Casi la mitad de empresas españolas necesitan profesionales en ciberseguridad, pero hay escasez de talento
Las organizaciones españolas tienen ante sí un gran problema en ciberseguridad, ante la falta de profesionales en el sector y la sobrecarga de equipos.
Las empresas aún no están preparadas para los nuevos riesgos asociados a la seguridad en las cadenas de suministro y una de las causas es la falta de personal cualificado.
Según el último informe global de Kaspersky, Supply chain reaction: securing the global digital ecosystem in an age if interdependence, del conjunto de 17 países encuestados, destaca España como uno en los que más escasez de profesionales en seguridad IT existe.
Concretamente, casi la mitad (42%) de las organizaciones encuestadas consideran difícil mitigar los riesgos asociados a la cadena de suministro y a las relaciones de confianza con otros actores, debido a la falta de priorización en materias de seguridad y a la escasez de profesionales cualificados.
"Cuando los equipos de seguridad están sobrecargados, carecen de personal suficiente y se ven obligados a priorizar tareas urgentes frente a objetivos de resiliencia a largo plazo, las organizaciones quedan expuestas a amenazas que pueden propagarse de forma silenciosa a través de su ecosistema de proveedores", explica Sergey Soldatov, responsable del Centro de Operaciones de Seguridad en Kaspersky.
Con ello, España se sitúa como uno de los países donde más se echa en falta esta ausencia de profesionales, junto a otros alrededor del planeta, como Vietnam, Emiratos Árabes Unidos y México.
Todo ello en un escenario en el que los ataques a la cadena de suministro se posicionan ya como el principal peligro identificado por las organizaciones, incluso por delante de campañas de phishing o de ingeniería social.

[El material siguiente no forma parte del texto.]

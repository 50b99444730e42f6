//! WebSocket stream transport using `tokio-tungstenite`.
//!
//! [`WebSocketConnector`] opens an authorized connection to the streaming
//! endpoint, sending the bearer token in the `Authorization` header of the
//! upgrade request. Each open yields a [`WebSocketTransport`]. Both `ws://`
//! and `wss://` URLs are accepted.
//!
//! # Feature gate
//!
//! This module is only available when the `transport-websocket` feature is
//! enabled (it is enabled by default).
//!
//! # Example
//!
//! ```rust,no_run
//! # async fn example() -> Result<(), voidline_client::VoidlineError> {
//! use voidline_client::transport::{Connector, Transport};
//! use voidline_client::transports::WebSocketConnector;
//!
//! let connector = WebSocketConnector::new("ws://localhost:8080/stream");
//! let mut transport = connector.open("access-token").await?;
//!
//! if let Some(Ok(frame)) = transport.recv().await {
//!     println!("received: {frame}");
//! }
//!
//! transport.close().await?;
//! # Ok(())
//! # }
//! ```

use std::time::Duration;

use async_trait::async_trait;
use futures_util::{SinkExt, StreamExt};
use tokio_tungstenite::tungstenite::client::IntoClientRequest;
use tokio_tungstenite::tungstenite::http::header::AUTHORIZATION;
use tokio_tungstenite::tungstenite::http::HeaderValue;
use tokio_tungstenite::tungstenite::protocol::Message;

use crate::error::VoidlineError;
use crate::transport::{Connector, Transport};

/// Type alias for the underlying WebSocket stream.
pub type WsStream =
    tokio_tungstenite::WebSocketStream<tokio_tungstenite::MaybeTlsStream<tokio::net::TcpStream>>;

/// Default time allowed for the TCP + upgrade handshake.
const DEFAULT_CONNECT_TIMEOUT: Duration = Duration::from_secs(10);

/// Opens [`WebSocketTransport`]s to a fixed streaming URL.
#[derive(Debug, Clone)]
pub struct WebSocketConnector {
    url: String,
    connect_timeout: Duration,
}

impl WebSocketConnector {
    /// Create a connector for `url`.
    pub fn new(url: impl Into<String>) -> Self {
        Self {
            url: url.into(),
            connect_timeout: DEFAULT_CONNECT_TIMEOUT,
        }
    }

    /// Set the upgrade handshake timeout.
    ///
    /// Defaults to **10 seconds**.
    #[must_use]
    pub fn with_connect_timeout(mut self, timeout: Duration) -> Self {
        self.connect_timeout = timeout;
        self
    }

    /// The streaming URL this connector targets.
    pub fn url(&self) -> &str {
        &self.url
    }

    async fn connect(&self, bearer_token: &str) -> Result<WsStream, VoidlineError> {
        tracing::debug!(url = %self.url, "connecting to stream endpoint");

        let mut request = self
            .url
            .as_str()
            .into_client_request()
            .map_err(|e| io_error(std::io::ErrorKind::InvalidInput, e))?;
        let header = HeaderValue::from_str(&format!("Bearer {bearer_token}"))
            .map_err(|e| io_error(std::io::ErrorKind::InvalidInput, e))?;
        request.headers_mut().insert(AUTHORIZATION, header);

        let (stream, _response) = tokio_tungstenite::connect_async(request).await.map_err(|e| {
            let kind = match &e {
                tokio_tungstenite::tungstenite::Error::Io(io) => io.kind(),
                _ => std::io::ErrorKind::Other,
            };
            io_error(kind, e)
        })?;

        tracing::info!(url = %self.url, "stream connection established");
        Ok(stream)
    }
}

#[async_trait]
impl Connector for WebSocketConnector {
    async fn open(&self, bearer_token: &str) -> Result<Box<dyn Transport>, VoidlineError> {
        let stream = tokio::time::timeout(self.connect_timeout, self.connect(bearer_token))
            .await
            .map_err(|_| VoidlineError::Timeout)??;
        Ok(Box::new(WebSocketTransport::from_stream(stream)))
    }
}

fn io_error<E>(kind: std::io::ErrorKind, error: E) -> VoidlineError
where
    E: Into<Box<dyn std::error::Error + Send + Sync>>,
{
    VoidlineError::Io(std::io::Error::new(kind, error))
}

/// A [`Transport`] backed by a WebSocket connection.
///
/// Only text frames carry events; pings are answered by tungstenite and
/// binary frames are skipped.
///
/// # Cancel Safety
///
/// The [`recv`](Transport::recv) method is cancel-safe. Dropping the future
/// returned by `recv` before it completes will not consume or lose any
/// frames, making it safe to use inside `tokio::select!`.
#[derive(Debug)]
pub struct WebSocketTransport {
    stream: WsStream,
    closed: bool,
}

impl WebSocketTransport {
    /// Wrap an already-established WebSocket stream.
    ///
    /// Useful when the caller needs custom TLS or proxy setup that
    /// [`WebSocketConnector`] does not expose.
    pub fn from_stream(stream: WsStream) -> Self {
        Self {
            stream,
            closed: false,
        }
    }
}

#[async_trait]
impl Transport for WebSocketTransport {
    async fn recv(&mut self) -> Option<Result<String, VoidlineError>> {
        loop {
            let msg = match self.stream.next().await {
                Some(Ok(msg)) => msg,
                Some(Err(e)) => {
                    return Some(Err(VoidlineError::TransportReceive(e.to_string())));
                }
                None => return None,
            };

            match msg {
                Message::Text(text) => return Some(Ok(text.to_string())),
                Message::Close(frame) => {
                    tracing::debug!(?frame, "received WebSocket close frame");
                    return None;
                }
                Message::Ping(_) | Message::Pong(_) => {
                    // tungstenite queues the pong reply itself.
                }
                Message::Binary(_) => {
                    tracing::warn!("received unexpected binary WebSocket frame, skipping");
                }
                Message::Frame(_) => {
                    // Never produced by the read half.
                }
            }
        }
    }

    async fn close(&mut self) -> Result<(), VoidlineError> {
        if self.closed {
            return Ok(());
        }
        self.closed = true;
        self.stream
            .close(None)
            .await
            .map_err(|e| VoidlineError::TransportSend(e.to_string()))
    }
}

#[cfg(test)]
#[allow(
    clippy::unwrap_used,
    clippy::expect_used,
    clippy::panic,
    clippy::todo,
    clippy::unimplemented,
    clippy::indexing_slicing
)]
mod tests {
    use super::*;
    use std::sync::{Arc, Mutex};

    use tokio::net::TcpListener;
    use tokio_tungstenite::tungstenite::handshake::server::{ErrorResponse, Request, Response};

    #[test]
    fn websocket_transport_is_send() {
        fn assert_send<T: Send>() {}
        assert_send::<WebSocketTransport>();
        assert_send::<WebSocketConnector>();
    }

    /// Start a local WebSocket server that records the `Authorization`
    /// header of the upgrade request and then runs `handler`.
    async fn start_mock_server<F, Fut>(handler: F) -> (String, Arc<Mutex<Option<String>>>)
    where
        F: FnOnce(tokio_tungstenite::WebSocketStream<tokio::net::TcpStream>) -> Fut
            + Send
            + 'static,
        Fut: std::future::Future<Output = ()> + Send,
    {
        let listener = TcpListener::bind("127.0.0.1:0").await.unwrap();
        let addr = listener.local_addr().unwrap();
        let seen_auth = Arc::new(Mutex::new(None));
        let record = Arc::clone(&seen_auth);

        tokio::spawn(async move {
            let (tcp, _) = listener.accept().await.unwrap();
            let callback = move |req: &Request, resp: Response| -> Result<Response, ErrorResponse> {
                let auth = req
                    .headers()
                    .get(AUTHORIZATION)
                    .and_then(|v| v.to_str().ok())
                    .map(str::to_string);
                *record.lock().unwrap() = auth;
                Ok(resp)
            };
            let ws = tokio_tungstenite::accept_hdr_async(tcp, callback)
                .await
                .unwrap();
            handler(ws).await;
        });

        (format!("ws://{addr}"), seen_auth)
    }

    #[tokio::test]
    async fn open_sends_bearer_header() {
        let (url, seen_auth) = start_mock_server(|mut ws| async move {
            ws.close(None).await.unwrap();
        })
        .await;

        let connector = WebSocketConnector::new(url);
        let mut transport = connector.open("tok-123").await.unwrap();
        assert!(transport.recv().await.is_none());
        assert_eq!(seen_auth.lock().unwrap().as_deref(), Some("Bearer tok-123"));
    }

    #[tokio::test]
    async fn recv_receives_text_frames_and_skips_binary() {
        let (url, _) = start_mock_server(|mut ws| async move {
            ws.send(Message::Text(r#"{"type":"connected"}"#.into()))
                .await
                .unwrap();
            ws.send(Message::Binary(vec![0xDE, 0xAD].into()))
                .await
                .unwrap();
            ws.send(Message::Text(r#"{"type":"heartbeat"}"#.into()))
                .await
                .unwrap();
            ws.close(None).await.unwrap();
        })
        .await;

        let mut transport = WebSocketConnector::new(url).open("t").await.unwrap();
        assert_eq!(
            transport.recv().await.unwrap().unwrap(),
            r#"{"type":"connected"}"#
        );
        assert_eq!(
            transport.recv().await.unwrap().unwrap(),
            r#"{"type":"heartbeat"}"#
        );
        assert!(transport.recv().await.is_none());
    }

    #[tokio::test]
    async fn open_fails_with_unreachable_host() {
        let result = WebSocketConnector::new("ws://127.0.0.1:1").open("t").await;
        assert!(matches!(result, Err(VoidlineError::Io(_))));
    }

    #[tokio::test]
    async fn open_fails_with_invalid_url() {
        let result = WebSocketConnector::new("not a url").open("t").await;
        assert!(matches!(result, Err(VoidlineError::Io(_))));
    }

    #[tokio::test]
    async fn open_times_out() {
        // Non-routable address so the TCP connect hangs.
        let result = WebSocketConnector::new("ws://192.0.2.1:1")
            .with_connect_timeout(Duration::from_millis(50))
            .open("t")
            .await;
        assert!(matches!(result, Err(VoidlineError::Timeout)));
    }

    #[tokio::test]
    async fn double_close_is_idempotent() {
        let (url, _) =
            start_mock_server(|mut ws| async move { while let Some(Ok(_)) = ws.next().await {} })
                .await;

        let mut transport = WebSocketConnector::new(url).open("t").await.unwrap();
        transport.close().await.unwrap();
        transport.close().await.unwrap();
    }
}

Para la mayoría de organizaciones, la ciberseguridad es secundaria
A pesar de que la ciberseguridad es clave ante ataques que puedan afectar a la cadena de suministro y, con ello, a terceros, lo cierto es que el 39% de encuestados asegura que sus contratos con proveedores no incluyen obligaciones claras en esta materia.
Una situación especialmente grave si se mira a países como España, Vietnam, Turquía y México, a lo que se suma un 32% que afirma que el personal no especializado en seguridad IT no comprende plenamente los riesgos.
Y, curiosamente, tampoco grandes potencias se salvan: en todo el mundo, el 85% considera que necesita mejorar las medidas de protección frente a los riesgos en la cadena de suministro, mientras que apenas el 15% cree que sus controles actuales son eficaces.
Aquí cabe destacar que el porcentaje de confianza baja en países vitales para la seguridad global, como Alemania (6%), Turquía (7%), Italia (8%), Brasil (8%), Rusia (8%) o Arabia Saudí (9%).
"Para romper este ciclo, es necesario adoptar estrategias de mitigación más unificadas y coherentes, desde evaluaciones estandarizadas de proveedores hasta una mayor concienciación entre equipos", añade Soldatov.
A pesar de esta premisa por cumplir, la falta de profesionales se traduce en la ausencia de planes claros en ciberseguridad, incluso en muchos casos sin tener herramientas básicas de seguridad que suelen usar todos los usuarios.
Apenas un 38% usa la autenticación en 2 factores
En lo general, ninguna de las prácticas básicas en seguridad para empresas supera una adopción del 40%; incluso en el caso de la más básica, como es la autenticación en 2 factores, apenas es utilizada por un 38% de los encuestados.
Como consecuencia, esto puede llevar al compromiso de los datos de la propia organización y de terceros, mediante campañas de phishing que consigan suplantar la identidad de algún empleado o cargo directivo.
Aunque, según los ataques experimentados por las organizaciones encuestadas durante los últimos 12 meses, el 31% se ha tenido que enfrentar a ataques en la cadena de suministro, seguido de cerca por los ataques impulsados por IA (30%) y campañas de phishing (28%).
Adicionalmente, apenas un 35% realiza revisiones periódicas de la seguridad de sus proveedores, lo que se conocen como pruebas de penetración, algo vital para descubrir vulnerabilidad en las organizaciones.
En definitiva, una tarea pendiente que puede comprometer todo el sistema si no se toman las medidas adecuadas, comenzando por la contratación de profesionales cualificados.
"La seguridad de la cadena de suministro debe convertirse en una responsabilidad compartida y exigible en toda la red empresarial", concluye el experto de Kaspersky.